Gene polymorphisms leading to lower serum levels of MBL, have been associated with an increased risk of infection. This study evaluates for the first time the correlation between functionally relevant MBL2 gene polymorphisms and serum MBL concentration in a cohort of heart recipients and risk of development of CMV infection after transplantation.
160 adult heart recipients were evaluated. Universal prophylaxis with gancyclovir was administered. CMV antigenemia and viral load were prospectively evaluated at distinct times after transplantation during the first year. Genotyping of MBL was done by a polymerase chain reaction/sequence-based typing technique. MBL serum concentration was evaluated by ELISA.
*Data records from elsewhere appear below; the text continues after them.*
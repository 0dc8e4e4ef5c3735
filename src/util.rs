use chrono::{DateTime, NaiveDate, TimeZone, Utc};
use std::path::Path;

/// Presentation name for a project: `my-cool-app` becomes `My Cool App`.
pub fn display_name(identifier: &str) -> String {
    identifier
        .split('-')
        .filter(|segment| !segment.is_empty())
        .map(|segment| {
            let mut chars = segment.chars();
            match chars.next() {
                Some(first) => first.to_uppercase().chain(chars).collect::<String>(),
                None => String::new(),
            }
        })
        .collect::<Vec<_>>()
        .join(" ")
}

/// Ledger identifier for a working copy, derived from its directory name.
pub fn identifier_from_path(path: &Path) -> Option<String> {
    let name = path.file_name()?.to_string_lossy().to_lowercase();
    let mut identifier = String::with_capacity(name.len());
    for ch in name.chars() {
        if ch.is_alphanumeric() {
            identifier.push(ch);
        } else if !identifier.ends_with('-') {
            identifier.push('-');
        }
    }
    let identifier = identifier.trim_matches('-').to_string();
    if identifier.is_empty() {
        None
    } else {
        Some(identifier)
    }
}

pub fn local_date<Tz: TimeZone>(timestamp: &DateTime<Utc>, tz: &Tz) -> NaiveDate {
    timestamp.with_timezone(tz).date_naive()
}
During follow-up 30 patients (18.8%) developed CMV infection. Frequencies of the MBL genotypes in our patients was similar than that described in Spanish population. There was a good correlation between the MBL genotype and pre transplant serum concentrations of MBL. Patients with low and intermediate expressing MBL genotype were at higher risk of developing CMV infection during the first year after transplantation as compared with patients with the high-expressing genotype (RH 3.02, 95% CI 1.24-7.34, p=0.0146). After transplantation, patients with CMV infections showed significantly lower serum levels of MBL at day 30 as compared with recipients who did not developed CMV infection (559±443 vs 1233±920 ng/mL, p<0.001; T-2-tailed test). Pre-transplant and day 7 serum MBL tended to be lower in heart recipients who developed CMV infection.
Under the immunosuppressive clinical setting of heart transplantation MBL genotype and MBL serum levels were associated with high risk for development of CMV infection.